//! Integration tests for polymorphic topic links.

mod common;

use common::{new_noticia, new_tema, seed_usuario};
use sqlx::PgPool;
use tecnica_db::repositories::tema_vinculo_repo::is_linkable_entity_type;
use tecnica_db::repositories::{NoticiaRepo, TemaRepo, TemaVinculoRepo};

#[sqlx::test(migrations = "./migrations")]
async fn test_set_and_list_links(pool: PgPool) {
    let actor = seed_usuario(&pool, "actor@tecnica.test").await;
    let noticia = NoticiaRepo::create(&pool, &new_noticia("Nota con temas"), actor)
        .await
        .unwrap();
    let electronica = TemaRepo::create(&pool, &new_tema("Electronica"), actor)
        .await
        .unwrap();
    let historia = TemaRepo::create(&pool, &new_tema("Historia"), actor)
        .await
        .unwrap();

    TemaVinculoRepo::set_for_entity(
        &pool,
        "noticias",
        noticia.id,
        &[electronica.id, historia.id],
        actor,
    )
    .await
    .unwrap();

    let temas = TemaVinculoRepo::list_for_entity(&pool, "noticias", noticia.id)
        .await
        .unwrap();
    let nombres: Vec<_> = temas.iter().map(|t| t.nombre.as_str()).collect();
    assert_eq!(nombres, vec!["Electronica", "Historia"]);
}

#[sqlx::test(migrations = "./migrations")]
async fn test_set_replaces_previous_links(pool: PgPool) {
    let actor = seed_usuario(&pool, "actor@tecnica.test").await;
    let noticia = NoticiaRepo::create(&pool, &new_noticia("Nota"), actor)
        .await
        .unwrap();
    let a = TemaRepo::create(&pool, &new_tema("Tema A"), actor)
        .await
        .unwrap();
    let b = TemaRepo::create(&pool, &new_tema("Tema B"), actor)
        .await
        .unwrap();

    TemaVinculoRepo::set_for_entity(&pool, "noticias", noticia.id, &[a.id], actor)
        .await
        .unwrap();
    TemaVinculoRepo::set_for_entity(&pool, "noticias", noticia.id, &[b.id], actor)
        .await
        .unwrap();

    let temas = TemaVinculoRepo::list_for_entity(&pool, "noticias", noticia.id)
        .await
        .unwrap();
    assert_eq!(temas.len(), 1);
    assert_eq!(temas[0].nombre, "Tema B");
}

#[sqlx::test(migrations = "./migrations")]
async fn test_reverse_lookup_by_tema(pool: PgPool) {
    let actor = seed_usuario(&pool, "actor@tecnica.test").await;
    let tema = TemaRepo::create(&pool, &new_tema("Compartido"), actor)
        .await
        .unwrap();
    let n1 = NoticiaRepo::create(&pool, &new_noticia("Primera"), actor)
        .await
        .unwrap();
    let n2 = NoticiaRepo::create(&pool, &new_noticia("Segunda"), actor)
        .await
        .unwrap();

    TemaVinculoRepo::set_for_entity(&pool, "noticias", n1.id, &[tema.id], actor)
        .await
        .unwrap();
    TemaVinculoRepo::set_for_entity(&pool, "noticias", n2.id, &[tema.id], actor)
        .await
        .unwrap();

    let ids = TemaVinculoRepo::list_entity_ids_for_tema(&pool, tema.id, "noticias")
        .await
        .unwrap();
    assert_eq!(ids, vec![n1.id, n2.id]);

    // Other entity types are unaffected.
    let personas = TemaVinculoRepo::list_entity_ids_for_tema(&pool, tema.id, "personas")
        .await
        .unwrap();
    assert!(personas.is_empty());
}

#[sqlx::test(migrations = "./migrations")]
async fn test_deleted_temas_drop_out_of_link_listings(pool: PgPool) {
    let actor = seed_usuario(&pool, "actor@tecnica.test").await;
    let noticia = NoticiaRepo::create(&pool, &new_noticia("Nota"), actor)
        .await
        .unwrap();
    let tema = TemaRepo::create(&pool, &new_tema("Efimero"), actor)
        .await
        .unwrap();

    TemaVinculoRepo::set_for_entity(&pool, "noticias", noticia.id, &[tema.id], actor)
        .await
        .unwrap();
    TemaRepo::soft_delete(&pool, tema.id, actor).await.unwrap();

    let temas = TemaVinculoRepo::list_for_entity(&pool, "noticias", noticia.id)
        .await
        .unwrap();
    assert!(
        temas.is_empty(),
        "links to soft-deleted temas must not be listed"
    );
}

#[test]
fn test_linkable_entity_types() {
    assert!(is_linkable_entity_type("noticias"));
    assert!(is_linkable_entity_type("personas"));
    assert!(is_linkable_entity_type("proyectos"));
    assert!(!is_linkable_entity_type("organizaciones"));
    assert!(!is_linkable_entity_type("usuarios"));
}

- **What you should do**
Your answer must be the complete listing, retyped exactly.

- **Task output**
//! Integration tests for polymorphic topic links.

mod common;

use common::{new_noticia, new_tema, seed_usuario};
use sqlx::PgPool;
use tecnica_db::repositories::tema_vinculo_repo::is_linkable_entity_type;
use tecnica_db::repositories::{NoticiaRepo, TemaRepo, TemaVinculoRepo};

#[sqlx::test(migrations = "./migrations")]
async fn test_set_and_list_links(pool: PgPool) {
    let actor = seed_usuario(&pool, "actor@tecnica.test").await;
    let noticia = NoticiaRepo::create(&pool, &new_noticia("Nota con temas"), actor)
        .await
        .unwrap();
    let electronica = TemaRepo::create(&pool, &new_tema("Electronica"), actor)
        .await
        .unwrap();
    let historia = TemaRepo::create(&pool, &new_tema("Historia"), actor)
        .await
        .unwrap();

    TemaVinculoRepo::set_for_entity(
        &pool,
        "noticias",
        noticia.id,
        &[electronica.id, historia.id],
        actor,
    )
    .await
    .unwrap();

    let temas = TemaVinculoRepo::list_for_entity(&pool, "noticias", noticia.id)
        .await
        .unwrap();
    let nombres: Vec<_> = temas.iter().map(|t| t.nombre.as_str()).collect();
    assert_eq!(nombres, vec!["Electronica", "Historia"]);
}

#[sqlx::test(migrations = "./migrations")]
async fn test_set_replaces_previous_links(pool: PgPool) {
    let actor = seed_usuario(&pool, "actor@tecnica.test").await;
    let noticia = NoticiaRepo::create(&pool, &new_noticia("Nota"), actor)
        .await
        .unwrap();
    let a = TemaRepo::create(&pool, &new_tema("Tema A"), actor)
        .await
        .unwrap();
    let b = TemaRepo::create(&pool, &new_tema("Tema B"), actor)
        .await
        .unwrap();

    TemaVinculoRepo::set_for_entity(&pool, "noticias", noticia.id, &[a.id], actor)
        .await
        .unwrap();
    TemaVinculoRepo::set_for_entity(&pool, "noticias", noticia.id, &[b.id], actor)
        .await
        .unwrap();

    let temas = TemaVinculoRepo::list_for_entity(&pool, "noticias", noticia.id)
        .await
        .unwrap();
    assert_eq!(temas.len(), 1);
    assert_eq!(temas[0].nombre, "Tema B");
}

#[sqlx::test(migrations = "./migrations")]
async fn test_reverse_lookup_by_tema(pool: PgPool) {
    let actor = seed_usuario(&pool, "actor@tecnica.test").await;
    let tema = TemaRepo::create(&pool, &new_tema("Compartido"), actor)
        .await
        .unwrap();
    let n1 = NoticiaRepo::create(&pool, &new_noticia("Primera"), actor)
        .await
        .unwrap();
    let n2 = NoticiaRepo::create(&pool, &new_noticia("Segunda"), actor)
        .await
        .unwrap();

    TemaVinculoRepo::set_for_entity(&pool, "noticias", n1.id, &[tema.id], actor)
        .await
        .unwrap();
    TemaVinculoRepo::set_for_entity(&pool, "noticias", n2.id, &[tema.id], actor)
        .await
        .unwrap();

    let ids = TemaVinculoRepo::list_entity_ids_for_tema(&pool, tema.id, "noticias")
        .await
        .unwrap();
    assert_eq!(ids, vec![n1.id, n2.id]);

    // Other entity types are unaffected.
    let personas = TemaVinculoRepo::list_entity_ids_for_tema(&pool, tema.id, "personas")
        .await
        .unwrap();
    assert!(personas.is_empty());
}

#[sqlx::test(migrations = "./migrations")]
async fn test_deleted_temas_drop_out_of_link_listings(pool: PgPool) {
    let actor = seed_usuario(&pool, "actor@tecnica.test").await;
    let noticia = NoticiaRepo::create(&pool, &new_noticia("Nota"), actor)
        .await
        .unwrap();
    let tema = TemaRepo::create(&pool, &new_tema("Efimero"), actor)
        .await
        .unwrap();

    TemaVinculoRepo::set_for_entity(&pool, "noticias", noticia.id, &[tema.id], actor)
        .await
        .unwrap();
    TemaRepo::soft_delete(&pool, tema.id, actor).await.unwrap();

    let temas = TemaVinculoRepo::list_for_entity(&pool, "noticias", noticia.id)
        .await
        .unwrap();
    assert!(
        temas.is_empty(),
        "links to soft-deleted temas must not be listed"
    );
}

#[test]
fn test_linkable_entity_types() {
    assert!(is_linkable_entity_type("noticias"));
    assert!(is_linkable_entity_type("personas"));
    assert!(is_linkable_entity_type("proyectos"));
    assert!(!is_linkable_entity_type("organizaciones"));
    assert!(!is_linkable_entity_type("usuarios"));
}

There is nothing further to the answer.